Chang Jeffrey Chai, Koh Sheila H, Powers John M, Duong Joseph H
Department of Prosthodontics, University of Texas-Houston Dental Branch, Houston, Texas 77030, USA.
J Prosthet Dent. 2002 Mar;87(3):271-6. doi: 10.1067/mpr.2002.121583.
Many different materials and methods have been used to fabricate or repair veneer facings with composites, but only a few of these have been studied.
This study compared the tensile bond strengths of composites to a gold-palladium alloy with the use of several surface treatment methods.

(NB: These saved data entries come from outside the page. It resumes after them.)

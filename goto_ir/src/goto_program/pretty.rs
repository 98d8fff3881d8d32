// Copyright Kani Contributors
// SPDX-License-Identifier: Apache-2.0 OR MIT

//! A C-like rendering of expressions, used by textual dumps and log messages.
//!
//! The output is meant to be read by people: operator precedence is not modelled, every
//! compound operand is parenthesized instead.

use super::{BinaryOperator, Endianness, Expr, ExprValue, UnaryOperator, WithDesignator};
use std::fmt::{self, Display, Formatter};

impl BinaryOperator {
    pub fn symbol(&self) -> &'static str {
        match self {
            BinaryOperator::And => "&&",
            BinaryOperator::Ashr => ">>",
            BinaryOperator::Bitand => "&",
            BinaryOperator::Bitor => "|",
            BinaryOperator::Bitxor => "^",
            BinaryOperator::Div => "/",
            BinaryOperator::Equal => "==",
            BinaryOperator::Ge => ">=",
            BinaryOperator::Gt => ">",
            BinaryOperator::Implies => "==>",
            BinaryOperator::Le => "<=",
            BinaryOperator::Lshr => ">>>",
            BinaryOperator::Lt => "<",
            BinaryOperator::Minus => "-",
            BinaryOperator::Mod => "%",
            BinaryOperator::Mult => "*",
            BinaryOperator::Notequal => "!=",
            BinaryOperator::Or => "||",
            BinaryOperator::Plus => "+",
            BinaryOperator::Shl => "<<",
            BinaryOperator::Xor => "xor",
        }
    }
}

impl UnaryOperator {
    pub fn symbol(&self) -> &'static str {
        match self {
            UnaryOperator::Bitnot => "~",
            UnaryOperator::Not => "!",
            UnaryOperator::UnaryMinus => "-",
        }
    }
}

/// An operand, wrapped in parentheses unless it is atomic.
struct Operand<'a>(&'a Expr);

impl Display for Operand<'_> {
    fn fmt(&self, f: &mut Formatter<'_>) -> fmt::Result {
        match self.0.value() {
            ExprValue::BinOp { .. }
            | ExprValue::FloatbvBinOp { .. }
            | ExprValue::FloatbvTypecast { .. }
            | ExprValue::If { .. }
            | ExprValue::Typecast(_)
            | ExprValue::UnOp { .. }
            | ExprValue::With { .. } => write!(f, "({})", self.0),
            _ => write!(f, "{}", self.0),
        }
    }
}

/// Comma separated list.
struct List<'a>(&'a [Expr]);

impl Display for List<'_> {
    fn fmt(&self, f: &mut Formatter<'_>) -> fmt::Result {
        for (i, e) in self.0.iter().enumerate() {
            if i > 0 {
                write!(f, ", ")?;
            }
            write!(f, "{e}")?;
        }
        Ok(())
    }
}

impl Display for Expr {
    fn fmt(&self, f: &mut Formatter<'_>) -> fmt::Result {
        match self.value() {
            ExprValue::AddressOf(e) => write!(f, "&{}", Operand(e)),
            ExprValue::Array { elems } => write!(f, "{{ {} }}", List(elems)),
            ExprValue::BinOp { op, lhs, rhs } => {
                write!(f, "{} {} {}", Operand(lhs), op.symbol(), Operand(rhs))
            }
            ExprValue::BoolConstant(b) => write!(f, "{b}"),
            ExprValue::ByteExtract { e, offset, endianness } => {
                let order = match endianness {
                    Endianness::Little => "little",
                    Endianness::Big => "big",
                };
                write!(f, "byte_extract_{order}_endian({e}, {offset}, {})", self.typ())
            }
            ExprValue::Complex { real, imag } => write!(f, "complex({real}, {imag})"),
            ExprValue::ComplexImag(e) => write!(f, "__imag__ {}", Operand(e)),
            ExprValue::ComplexReal(e) => write!(f, "__real__ {}", Operand(e)),
            ExprValue::Dereference(e) => write!(f, "*{}", Operand(e)),
            ExprValue::DoubleConstant(c) => write!(f, "{c:?}"),
            ExprValue::FloatConstant(c) => write!(f, "{c:?}f"),
            ExprValue::FloatbvBinOp { op, lhs, rhs, rounding_mode } => {
                write!(f, "{} {}[{rounding_mode}] {}", Operand(lhs), op.symbol(), Operand(rhs))
            }
            ExprValue::FloatbvTypecast { e, rounding_mode } => {
                write!(f, "({})[{rounding_mode}] {}", self.typ(), Operand(e))
            }
            ExprValue::FunctionCall { function, arguments } => {
                write!(f, "{function}({})", List(arguments))
            }
            ExprValue::If { c, t, e } => {
                write!(f, "{} ? {} : {}", Operand(c), Operand(t), Operand(e))
            }
            ExprValue::Index { array, index } => write!(f, "{}[{index}]", Operand(array)),
            ExprValue::IntConstant(i) => write!(f, "{i}"),
            ExprValue::Malloc { size } => write!(f, "malloc({size})"),
            ExprValue::Member { lhs, field } => write!(f, "{}.{field}", Operand(lhs)),
            ExprValue::Nondet => write!(f, "nondet<{}>()", self.typ()),
            ExprValue::NondetSymbol { identifier } => write!(f, "{identifier}"),
            ExprValue::PointerConstant(0) => write!(f, "NULL"),
            ExprValue::PointerConstant(c) => write!(f, "({}) {c:#x}", self.typ()),
            ExprValue::Struct { values } => write!(f, "{{ {} }}", List(values)),
            ExprValue::Symbol { identifier } => write!(f, "{identifier}"),
            ExprValue::Typecast(e) => write!(f, "({}) {}", self.typ(), Operand(e)),
            ExprValue::Union { value, field } => write!(f, "{{ .{field}={value} }}"),
            ExprValue::UnOp { op, e } => write!(f, "{}{}", op.symbol(), Operand(e)),
            ExprValue::With { old, designator: WithDesignator::Index(i), new_value } => {
                write!(f, "{} WITH [{i}:={new_value}]", Operand(old))
            }
            ExprValue::With { old, designator: WithDesignator::Member(m), new_value } => {
                write!(f, "{} WITH [.{m}:={new_value}]", Operand(old))
            }
        }
    }
}

#[cfg(test)]
mod tests {
    use crate::goto_program::{Expr, Type};

    #[test]
    fn print_nested_expressions() {
        let x = Expr::symbol_expression("x#0", Type::c_int());
        let c = Expr::symbol_expression("ssa::$cond#1", Type::bool());
        let e = c.ternary(x.clone().plus(Expr::int_constant(1, Type::c_int())), x);
        assert_eq!(e.to_string(), "ssa::$cond#1 ? (x#0 + 1) : x#0");
    }

    #[test]
    fn print_updates_and_implications() {
        let a = Expr::symbol_expression("a", Type::c_int().array_of(2));
        let zero = Expr::int_constant(0, Type::size_t());
        let w = a.with_index(zero, Expr::int_constant(7, Type::c_int()));
        assert_eq!(w.to_string(), "a WITH [0:=7]");
        let g = Expr::symbol_expression("g", Type::bool());
        assert_eq!(g.clone().implies(g.not()).to_string(), "g ==> (!g)");
        assert_eq!(Expr::pointer_constant(0, Type::void_pointer()).to_string(), "NULL");
    }
}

Forty alloy specimens were cast in Eclipse (52% gold and 37.5% palladium) in the form of truncated cones. These specimens were divided equally into 4 groups. In group I, the bonding surfaces of the metal cones were treated with Silicoater MD. Truncated cones of Dentacolor composite were bonded to the metal surfaces and light-polymerized. In group II, the bonding surfaces of the metal cones were air-particle abraded with 50 microm aluminum oxide and coated with C&B Metabond. Truncated cones of Epic-TMPT composite were bonded to the metal surfaces and light-polymerized. In group III, the bonding surfaces of the metal cones were air-particle abraded with CoJet-Sand. Truncated cones of Pertac-Hybrid composite were bonded to the metal surfaces and light-polymerized. In group IV, the bonding surfaces of the metal cones were air-particle abraded with CoJet-Sand. Truncated cones of Visio-Gem were bonded to the metal surfaces and light-polymerized. After 24 hours of water immersion at 37 degrees C and 1000 thermal cycles in water at 5 degrees C and 55 degrees C, tensile forces were applied to all specimens with a universal testing machine. Analysis of variance was applied to the data (P<.05), and differences among means were determined with a Tukey-Kramer interval of 5.4 MPa.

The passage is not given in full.